Advanced Hormone Therapy

Currently, the primary treatment for early-stage prostate cancer is either surgical removal, radiation, or both. However, if the cancer does not respond to these treatments – or if the cancer is not detected until it is too advanced for either procedure – the generally accepted next step is hormone therapy, also known as chemical castration. In some cases, too, hormone therapy can be used to reduce the size of the tumor and allow for more effective surgical removal or other therapies.

Hormone therapy involves the use of luteinizing hormone-releasing hormone (LHRH) antagonist drugs to lower testosterone levels quickly, reducing the tumor’s ability to grow. In combination with surgery, this form of chemical castration leads to prostate shrinkage and the loss of the luminal epithelial cells that line the prostate’s lumen, providing secretions and acting as androgen receptors. Now, however, researchers participating in a joint effort among the Broad Institute, MIT, and Memorial Sloan Kettering Cancer Center have found evidence that prostate regeneration may be possible.

Single Cell RNA Sequencing Leads to New Findings

After isolating nearly 13,400 individual mouse prostate cells, researchers were able to perform single cell RNA sequencing on these tissue samples. They found numerous subtypes of cells within these samples that were much more diverse than previously thought. In fact, researchers isolated sixteen non-epithelial cell clusters and six epithelial cell clusters, including clusters of luminal epithelial cells – largely considered origin cells in which prostate cancer propagates.

Since previous studies of mouse models had revealed that mice can replace lost tissue after exposure to testosterone, researchers were very interested in the genetic origins of these cell clusters and their behavior after chemical castration. Researchers utilized lineage tracking to follow the behavior of luminal cells after hormone therapy.

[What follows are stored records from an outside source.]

//! SQLite 消息存储
//!
//! rusqlite 为同步接口：连接放在 Arc<Mutex<_>> 中，每次操作经 spawn_blocking 执行，避免阻塞 async 运行时。

use std::path::Path;
use std::sync::{Arc, Mutex};

use async_trait::async_trait;
use chrono::{DateTime, Utc};
use rusqlite::{params, Connection};

use crate::store::{
    Fragment, MessageRole, MessageStore, MessageType, NewMessage, StoreError, StoredMessage,
};

const SCHEMA: &str = "
CREATE TABLE IF NOT EXISTS messages (
    id TEXT PRIMARY KEY,
    project_id TEXT NOT NULL,
    content TEXT NOT NULL,
    role TEXT NOT NULL,
    type TEXT NOT NULL,
    created_at TEXT NOT NULL,
    updated_at TEXT NOT NULL
);
CREATE INDEX IF NOT EXISTS idx_messages_project ON messages(project_id, updated_at);
CREATE TABLE IF NOT EXISTS fragments (
    id TEXT PRIMARY KEY,
    message_id TEXT NOT NULL UNIQUE REFERENCES messages(id) ON DELETE CASCADE,
    sandbox_url TEXT NOT NULL,
    title TEXT NOT NULL,
    files TEXT NOT NULL,
    created_at TEXT NOT NULL
);
";

const SELECT_WITH_FRAGMENT: &str = "
SELECT m.id, m.project_id, m.content, m.role, m.type, m.created_at, m.updated_at,
       f.id, f.sandbox_url, f.title, f.files, f.created_at
FROM messages m
LEFT JOIN fragments f ON f.message_id = m.id
WHERE m.project_id = ?1";

/// 数据库原始行，转换为 StoredMessage 时再校验枚举字段
struct RawRow {
    id: String,
    project_id: String,
    content: String,
    role: String,
    message_type: String,
    created_at: DateTime<Utc>,
    updated_at: DateTime<Utc>,
    fragment_id: Option<String>,
    sandbox_url: Option<String>,
    title: Option<String>,
    files: Option<String>,
    fragment_created_at: Option<DateTime<Utc>>,
}

impl RawRow {
    fn from_row(row: &rusqlite::Row<'_>) -> rusqlite::Result<Self> {
        Ok(Self {
            id: row.get(0)?,
            project_id: row.get(1)?,
            content: row.get(2)?,
            role: row.get(3)?,
            message_type: row.get(4)?,
            created_at: row.get(5)?,
            updated_at: row.get(6)?,
            fragment_id: row.get(7)?,
            sandbox_url: row.get(8)?,
            title: row.get(9)?,
            files: row.get(10)?,
            fragment_created_at: row.get(11)?,
        })
    }

    fn into_message(self) -> Result<StoredMessage, StoreError> {
        let fragment = match (self.fragment_id, self.sandbox_url, self.title, self.files) {
            (Some(fid), Some(url), Some(title), Some(files)) => Some(Fragment {
                id: fid,
                message_id: self.id.clone(),
                sandbox_url: url,
                title,
                files: serde_json::from_str(&files)?,
                created_at: self.fragment_created_at.unwrap_or(self.created_at),
            }),
            _ => None,
        };
        Ok(StoredMessage {
            id: self.id,
            project_id: self.project_id,
            content: self.content,
            role: self.role.parse::<MessageRole>()?,
            message_type: self.message_type.parse::<MessageType>()?,
            fragment,
            created_at: self.created_at,
            updated_at: self.updated_at,
        })
    }
}

/// SQLite 存储
#[derive(Clone)]
pub struct SqliteStore {
    conn: Arc<Mutex<Connection>>,
}

impl SqliteStore {
    /// 打开（或创建）数据库文件并初始化表
    pub fn open(path: impl AsRef<Path>) -> Result<Self, StoreError> {
        if let Some(parent) = path.as_ref().parent() {
            std::fs::create_dir_all(parent)
                .map_err(|e| StoreError::InvalidRecord(format!("cannot create db dir: {e}")))?;
        }
        Self::init(Connection::open(path)?)
    }

    pub fn open_in_memory() -> Result<Self, StoreError> {
        Self::init(Connection::open_in_memory()?)
    }

    fn init(conn: Connection) -> Result<Self, StoreError> {
        conn.execute_batch("PRAGMA foreign_keys = ON;")?;
        conn.execute_batch(SCHEMA)?;
        Ok(Self {
            conn: Arc::new(Mutex::new(conn)),
        })
    }

    async fn with_conn<T, F>(&self, f: F) -> Result<T, StoreError>
    where
        T: Send + 'static,
        F: FnOnce(&mut Connection) -> Result<T, StoreError> + Send + 'static,
    {
        let conn = self.conn.clone();
        tokio::task::spawn_blocking(move || {
            let mut guard = conn
                .lock()
                .map_err(|e| StoreError::Task(format!("connection lock poisoned: {e}")))?;
            f(&mut guard)
        })
        .await
        .map_err(|e| StoreError::Task(e.to_string()))?
    }
}

fn query_messages(
    conn: &Connection,
    sql: &str,
    params: impl rusqlite::Params,
) -> Result<Vec<StoredMessage>, StoreError> {
    let mut stmt = conn.prepare(sql)?;
    let rows = stmt
        .query_map(params, RawRow::from_row)?
        .collect::<Result<Vec<_>, _>>()?;
    rows.into_iter().map(RawRow::into_message).collect()
}

#[async_trait]
impl MessageStore for SqliteStore {
    async fn append_message(&self, message: NewMessage) -> Result<StoredMessage, StoreError> {
        self.with_conn(move |conn| {
            let now = Utc::now();
            let id = uuid::Uuid::new_v4().to_string();
            let tx = conn.transaction()?;
            tx.execute(
                "INSERT INTO messages (id, project_id, content, role, type, created_at, updated_at)
                 VALUES (?1, ?2, ?3, ?4, ?5, ?6, ?7)",
                params![
                    id,
                    message.project_id,
                    message.content,
                    message.role.as_str(),
                    message.message_type.as_str(),
                    now,
                    now
                ],
            )?;
            let fragment = match message.fragment {
                Some(f) => {
                    let fid = uuid::Uuid::new_v4().to_string();
                    let files_json = serde_json::to_string(&f.files)?;
                    tx.execute(
                        "INSERT INTO fragments (id, message_id, sandbox_url, title, files, created_at)
                         VALUES (?1, ?2, ?3, ?4, ?5, ?6)",
                        params![fid, id, f.sandbox_url, f.title, files_json, now],
                    )?;
                    Some(Fragment {
                        id: fid,
                        message_id: id.clone(),
                        sandbox_url: f.sandbox_url,
                        title: f.title,
                        files: f.files,
                        created_at: now,
                    })
                }
                None => None,
            };
            tx.commit()?;
            Ok(StoredMessage {
                id,
                project_id: message.project_id,
                content: message.content,
                role: message.role,
                message_type: message.message_type,
                fragment,
                created_at: now,
                updated_at: now,
            })
        })
        .await
    }

    async fn recent_messages(
        &self,
        project_id: &str,
        limit: usize,
    ) -> Result<Vec<StoredMessage>, StoreError> {
        let project_id = project_id.to_string();
        let limit = i64::try_from(limit).unwrap_or(i64::MAX);
        self.with_conn(move |conn| {
            let sql = format!(
                "{SELECT_WITH_FRAGMENT} ORDER BY m.updated_at DESC, m.rowid DESC LIMIT ?2"
            );
            query_messages(conn, &sql, params![project_id, limit])
        })
        .await
    }

    async fn list_messages(&self, project_id: &str) -> Result<Vec<StoredMessage>, StoreError> {
        let project_id = project_id.to_string();
        self.with_conn(move |conn| {
            let sql = format!("{SELECT_WITH_FRAGMENT} ORDER BY m.updated_at ASC, m.rowid ASC");
            query_messages(conn, &sql, params![project_id])
        })
        .await
    }
}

Subsequent tissue and cell regeneration research confirmed that these luminal cells – rather than stem cells – led to prostate tissue regeneration and behaved much like liver cells and other stem cells with similar regenerative capabilities.

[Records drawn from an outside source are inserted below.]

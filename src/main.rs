//! DevCook 命令行入口

use std::path::PathBuf;
use std::sync::Arc;

use anyhow::Context;
use clap::{Parser, Subcommand};
use devcook::config::{load_config, AppConfig};
use devcook::core::worker::validate_request;
use devcook::core::{run_queue, OrchestratorBuilder, RunRequest};
use devcook::store::NewMessage;
use tokio::io::{AsyncBufReadExt, BufReader};
use tokio_util::sync::CancellationToken;

#[derive(Parser, Debug)]
#[command(name = "devcook")]
#[command(about = "DevCook coding agent orchestration", version)]
struct Cli {
    /// 配置文件路径（覆盖 config/default.toml）
    #[arg(long, global = true)]
    config: Option<PathBuf>,

    #[command(subcommand)]
    command: Command,
}

#[derive(Subcommand, Debug)]
enum Command {
    /// 执行一次运行并输出结果 JSON
    Run {
        project_id: String,
        #[arg(required = true, num_args = 1..)]
        prompt: Vec<String>,
    },
    /// 从 stdin 逐行读取 {"projectId","value"} 并排队执行
    Serve,
    /// 列出项目全部消息
    Messages { project_id: String },
    /// 删除已过期的沙箱
    Reap,
}

#[tokio::main]
async fn main() -> anyhow::Result<()> {
    let cli = Cli::parse();
    devcook::observability::init();

    let cfg = load_config(cli.config).unwrap_or_else(|e| {
        tracing::warn!("Config load failed ({}), using defaults", e);
        AppConfig::default()
    });

    match cli.command {
        Command::Run { project_id, prompt } => run_once(cfg, &project_id, &prompt.join(" ")).await,
        Command::Serve => serve(cfg).await,
        Command::Messages { project_id } => list_messages(cfg, &project_id).await,
        Command::Reap => {
            let removed = OrchestratorBuilder::new(cfg)
                .build_sandbox_provider()
                .reap_expired()
                .await
                .context("Failed to reap sandboxes")?;
            println!("{}", serde_json::json!({ "removed": removed }));
            Ok(())
        }
    }
}

async fn run_once(cfg: AppConfig, project_id: &str, value: &str) -> anyhow::Result<()> {
    validate_request(project_id, value)?;
    let orchestrator = OrchestratorBuilder::new(cfg)
        .build()
        .context("Failed to build orchestrator")?;
    orchestrator
        .store()
        .append_message(NewMessage::user(project_id, value))
        .await?;

    let (event_tx, mut event_rx) = tokio::sync::mpsc::unbounded_channel();
    let printer = tokio::spawn(async move {
        while let Some(event) = event_rx.recv().await {
            let json = serde_json::to_string(&event).unwrap_or_default();
            tracing::info!(event = %json, "agent event");
        }
    });

    let request = RunRequest {
        project_id: project_id.to_string(),
        value: value.to_string(),
    };
    let outcome = orchestrator
        .run_with_events(&request, Some(&event_tx))
        .await
        .context("Run failed")?;
    drop(event_tx);
    let _ = printer.await;

    println!("{}", serde_json::to_string_pretty(&outcome)?);
    Ok(())
}

async fn serve(cfg: AppConfig) -> anyhow::Result<()> {
    let worker_settings = cfg.worker.clone();
    let orchestrator = Arc::new(
        OrchestratorBuilder::new(cfg)
            .build()
            .context("Failed to build orchestrator")?,
    );
    let cancel = CancellationToken::new();
    let (queue, worker) = run_queue(orchestrator, &worker_settings, cancel.clone());
    let (result_tx, mut result_rx) = tokio::sync::mpsc::unbounded_channel();
    let worker = tokio::spawn(worker.with_results(result_tx).run());

    let printer = tokio::spawn(async move {
        while let Some((request, result)) = result_rx.recv().await {
            let line = match result {
                Ok(outcome) => serde_json::json!({ "request": request, "outcome": outcome }),
                Err(error) => serde_json::json!({ "request": request, "error": error }),
            };
            println!("{line}");
        }
    });

    let mut lines = BufReader::new(tokio::io::stdin()).lines();
    loop {
        tokio::select! {
            _ = tokio::signal::ctrl_c() => {
                tracing::info!("Ctrl-C received, shutting down");
                cancel.cancel();
                break;
            }
            line = lines.next_line() => {
                let Some(line) = line? else { break };
                if line.trim().is_empty() {
                    continue;
                }
                let request: RunRequest = match serde_json::from_str(&line) {
                    Ok(r) => r,
                    Err(e) => {
                        tracing::warn!(error = %e, "invalid request line");
                        continue;
                    }
                };
                if let Err(e) = queue.submit(&request.project_id, &request.value).await {
                    tracing::warn!(project_id = %request.project_id, error = %e, "request rejected");
                }
            }
        }
    }

    drop(queue);
    let processed = worker.await.context("Worker task failed")?;
    let _ = printer.await;
    tracing::info!(processed, "worker stopped");
    Ok(())
}

async fn list_messages(cfg: AppConfig, project_id: &str) -> anyhow::Result<()> {
    let store = OrchestratorBuilder::new(cfg)
        .build_store()
        .context("Failed to open store")?;
    let messages = store.list_messages(project_id).await?;
    println!("{}", serde_json::to_string_pretty(&messages)?);
    Ok(())
}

Researchers extended these studies to include corresponding research with human prostate samples, which included additional single-cell RNA sequencing, imaging, and organ modeling. Together, these human and mouse prostate cell studies revealed that chemical castration seems to have a “reprogramming” effect on some prostate cells. As these cells re-emerge as cell populations similar to stem cells after androgen deprivation, they could stand to regenerate lost prostate tissue.

Future Implications

For researchers involved in the study, this newly revealed information about how the prostate responds and recovers after advanced hormone therapy could lead to greater insights for prostate cancer treatment. Since cancer cells regenerate and reproduce within luminal epithelial origin cells, knowledge about this process could help researchers find ways to interfere with the malignant origin cells that cause tumors. Much more research is needed to develop an understanding about how this exact mechanism unfolds but, if it is successful, findings could lead to new, more effective prostate cancer treatments.

Such findings are positive news for those with prostate cancer. Currently, screening for prostate cancer in high risk populations is a primary way to detect it before symptoms appear. However, since it is so slow-growing, early treatment is not always effective. Attention to disrupting cancer’s mechanisms of regeneration may bring new hope to stopping prostate cancer in its tracks.